In their submissions relating to the exception to patentability of plant varieties, the appellants also referred to decisions G 2/07 and G 1/08, to support the submission that "technical inventions" that "escape the ban on patenting" under Directive 98/44/EC should be based on genetic engineering or targeted modification of breeding traits, in which there was a clear characterisation of the relevant genetic information. However, the board held that decisions G 2/07 and G 1/08 were not relevant to the exception from patentability of plant varieties as they are concerned with the exception to patentability of essentially biological processes for the production of plants or animals in Art. 53(b) EPC..

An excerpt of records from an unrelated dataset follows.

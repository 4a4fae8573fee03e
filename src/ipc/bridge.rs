//! stdout event emitter and stdin command reader.
//!
//! Commands are read on a blocking thread and forwarded through an mpsc
//! channel. Events go to stdout either as JSON lines or as plain text.

use std::io::{self, BufRead, Write};

use tokio::sync::mpsc;
use tracing::{debug, error};

use super::{SessionEvent, VoiceCommand};
use crate::config::EventFormat;

/// Emit a `SessionEvent` on stdout in the requested format and flush.
pub fn emit_event(event: &SessionEvent, format: EventFormat) {
    let line = match format {
        EventFormat::Json => match serde_json::to_string(event) {
            Ok(j) => j,
            Err(e) => {
                error!("Failed to serialize event: {}", e);
                return;
            }
        },
        EventFormat::Text => event.display_line(),
    };
    let stdout = io::stdout();
    let mut handle = stdout.lock();
    // Pipe may be closed; nothing to do about it.
    let _ = writeln!(handle, "{}", line);
    let _ = handle.flush();
}

/// Parse one stdin line. Blank lines yield `Ok(None)`.
pub fn parse_command(line: &str) -> Result<Option<VoiceCommand>, serde_json::Error> {
    let trimmed = line.trim();
    if trimmed.is_empty() {
        return Ok(None);
    }
    serde_json::from_str(trimmed).map(Some)
}

/// Spawn a blocking thread that reads JSON command lines from stdin.
///
/// Invalid lines are reported as `Error` events through `events` and
/// otherwise ignored. The thread exits on EOF, read error, or when the
/// receiver is dropped.
pub fn spawn_stdin_reader(
    events: super::EventSender,
) -> mpsc::UnboundedReceiver<VoiceCommand> {
    let (tx, rx) = mpsc::unbounded_channel();

    std::thread::spawn(move || {
        let stdin = io::stdin();
        let reader = stdin.lock();
        for line in reader.lines() {
            match line {
                Ok(text) => match parse_command(&text) {
                    Ok(Some(cmd)) => {
                        debug!(?cmd, "Received command");
                        if tx.send(cmd).is_err() {
                            break;
                        }
                    }
                    Ok(None) => continue,
                    Err(e) => {
                        error!("Invalid JSON command: {} (input: {})", e, text.trim());
                        events.emit(SessionEvent::Error {
                            message: format!("Invalid JSON command: {}", e),
                        });
                    }
                },
                Err(e) => {
                    error!("stdin read error: {}", e);
                    break;
                }
            }
        }
        debug!("stdin reader thread exiting");
    });

    rx
}

#[cfg(test)]
mod tests {
    use super::*;

    #[test]
    fn test_parse_command_blank() {
        assert!(parse_command("   ").unwrap().is_none());
    }

    #[test]
    fn test_parse_command_text() {
        let cmd = parse_command(r#"  {"command": "text", "text": "hello"}  "#).unwrap();
        assert_eq!(
            cmd,
            Some(VoiceCommand::Text {
                text: "hello".into()
            })
        );
    }

    #[test]
    fn test_parse_command_invalid() {
        assert!(parse_command("{not json").is_err());
    }
}
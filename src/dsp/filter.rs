//! First-order Butterworth high-pass filter.
//!
//! Coefficients come from the bilinear transform of `s / (s + wc)` with
//! prewarping, the same design as a first-order digital Butterworth with
//! the cutoff expressed as a fraction of Nyquist.

use std::f64::consts::PI;

/// Causal first-order high-pass (transposed direct form II).
#[derive(Debug, Clone)]
pub struct HighPassFilter {
    b0: f32,
    b1: f32,
    a1: f32,
    /// Single delay element.
    z: f32,
}

impl HighPassFilter {
    /// `cutoff_hz` must lie strictly between 0 and `sample_rate / 2`.
    pub fn new(cutoff_hz: f32, sample_rate: u32) -> Self {
        let nyquist = f64::from(sample_rate) / 2.0;
        let wn = f64::from(cutoff_hz) / nyquist;
        let k = (PI * wn / 2.0).tan();
        let norm = 1.0 / (1.0 + k);

        Self {
            b0: norm as f32,
            b1: -norm as f32,
            a1: ((k - 1.0) * norm) as f32,
            z: 0.0,
        }
    }

    /// Filter `samples` in place, forward only.
    pub fn process(&mut self, samples: &mut [f32]) {
        for x in samples.iter_mut() {
            let input = *x;
            let y = self.b0 * input + self.z;
            self.z = self.b1 * input - self.a1 * y;
            *x = y;
        }
    }

    /// Clear the delay line so the next call starts from rest.
    pub fn reset(&mut self) {
        self.z = 0.0;
    }

    /// `(b, a)` coefficient pairs.
    #[cfg(test)]
    pub fn coefficients(&self) -> ([f32; 2], [f32; 2]) {
        ([self.b0, self.b1], [1.0, self.a1])
    }
}
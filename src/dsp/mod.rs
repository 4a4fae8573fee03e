//! Signal transform engine for inbound speech frames.
//!
//! Each PCM chunk from the remote model goes through the same fixed chain
//! before it reaches the playback ring buffer:
//!
//! 1. i16 PCM -> f32 in [-1, 1]
//! 2. peak normalization with headroom
//! 3. first-order high-pass (bass cut)
//! 4. Fourier resample to `len / pitch_factor` samples, which raises the
//!    pitch when played back at the unchanged device rate

pub mod filter;
pub mod resample;

use tracing::debug;

use crate::audio::SAMPLE_RATE;
use filter::HighPassFilter;
use resample::FourierResampler;

/// Parameters for the transform chain.
#[derive(Debug, Clone, PartialEq)]
pub struct TransformConfig {
    pub sample_rate: u32,
    /// Resampling divisor. > 1.0 shortens the chunk and raises pitch.
    pub pitch_factor: f64,
    pub highpass_cutoff_hz: f32,
    /// Peak is normalized to `1 / headroom`.
    pub headroom: f32,
    /// Carry the high-pass delay line across chunks instead of resetting
    /// it for each one.
    pub carry_filter_state: bool,
}

impl Default for TransformConfig {
    fn default() -> Self {
        Self {
            sample_rate: SAMPLE_RATE,
            pitch_factor: 1.5,
            highpass_cutoff_hz: 300.0,
            headroom: 1.1,
            carry_filter_state: false,
        }
    }
}

/// Stateful wrapper around the transform chain.
///
/// The only state carried between calls is the FFT plan cache and, when
/// `carry_filter_state` is set, the filter delay line.
pub struct SignalTransform {
    config: TransformConfig,
    highpass: HighPassFilter,
    resampler: FourierResampler,
}

impl SignalTransform {
    pub fn new(config: TransformConfig) -> Self {
        let highpass = HighPassFilter::new(config.highpass_cutoff_hz, config.sample_rate);
        Self {
            config,
            highpass,
            resampler: FourierResampler::new(),
        }
    }

    /// Run one raw PCM chunk through the full chain.
    pub fn process(&mut self, pcm: &[u8]) -> Vec<f32> {
        let mut samples = pcm16_to_f32(pcm);
        if samples.is_empty() {
            return samples;
        }

        peak_normalize(&mut samples, self.config.headroom);

        if !self.config.carry_filter_state {
            self.highpass.reset();
        }
        self.highpass.process(&mut samples);

        let target = pitch_target_len(samples.len(), self.config.pitch_factor);
        let out = self.resampler.resample(&samples, target);
        debug!(input = samples.len(), output = out.len(), "Transformed chunk");
        out
    }
}

/// Decode little-endian i16 PCM into f32 samples (divide by 32768).
/// A trailing odd byte is ignored.
pub fn pcm16_to_f32(pcm: &[u8]) -> Vec<f32> {
    pcm.chunks_exact(2)
        .map(|b| f32::from(i16::from_le_bytes([b[0], b[1]])) / 32768.0)
        .collect()
}

/// Encode i16 samples as little-endian PCM bytes.
pub fn i16_to_pcm_bytes(samples: &[i16]) -> Vec<u8> {
    samples.iter().flat_map(|s| s.to_le_bytes()).collect()
}

/// Scale so the loudest sample becomes `1 / headroom`. Silence is untouched.
pub fn peak_normalize(samples: &mut [f32], headroom: f32) {
    let peak = samples.iter().fold(0.0f32, |m, s| m.max(s.abs()));
    if peak > 0.0 {
        let divisor = peak * headroom;
        for s in samples.iter_mut() {
            *s /= divisor;
        }
    }
}

/// Output length for a pitch-adjusted chunk: `floor(len / pitch_factor)`.
pub fn pitch_target_len(len: usize, pitch_factor: f64) -> usize {
    (len as f64 / pitch_factor).floor() as usize
}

Regarding the exception to patentability of essentially biological processes for the production of plants to products exclusively obtained by means of such a process and opinion G 3/19, the board found that it was common ground between the parties that a plant containing the bush allele as claimed will generally have to be produced by means of sexual crossing starting from a plant containing the relevant allele. The board observed that the application on which the patent in suit was granted was filed in the transitional period established in opinion G 3/19. Since it had been filed before 1 July 2017, the subject-matter of claims 1 to 16 was assessed for compliance with Art. 53(b) EPC as interpreted by the decisions G 2/12 and G 2/13. In view of this, the subject-matter of claims 1 to 16, was not excepted from patentability. The board noted that, under the legal framework currently in force (Art. 53(b), R. 28(2) EPC), the watermelon plants and the plant material capable of regenerating into plants, would likely be excluded from patentability because they arguably represent products exclusively obtained by means of an essentially biological process.
The appellants also submitted that the claimed watermelon plants having a bush growth habit constituted a discovery rather than an invention. In the present case, the board considered that the plants (and plant tissues) of claims 1 to 16 did not constitute a discovery (Art. 52(2)(a) EPC) because the claimed plants do not exist in nature.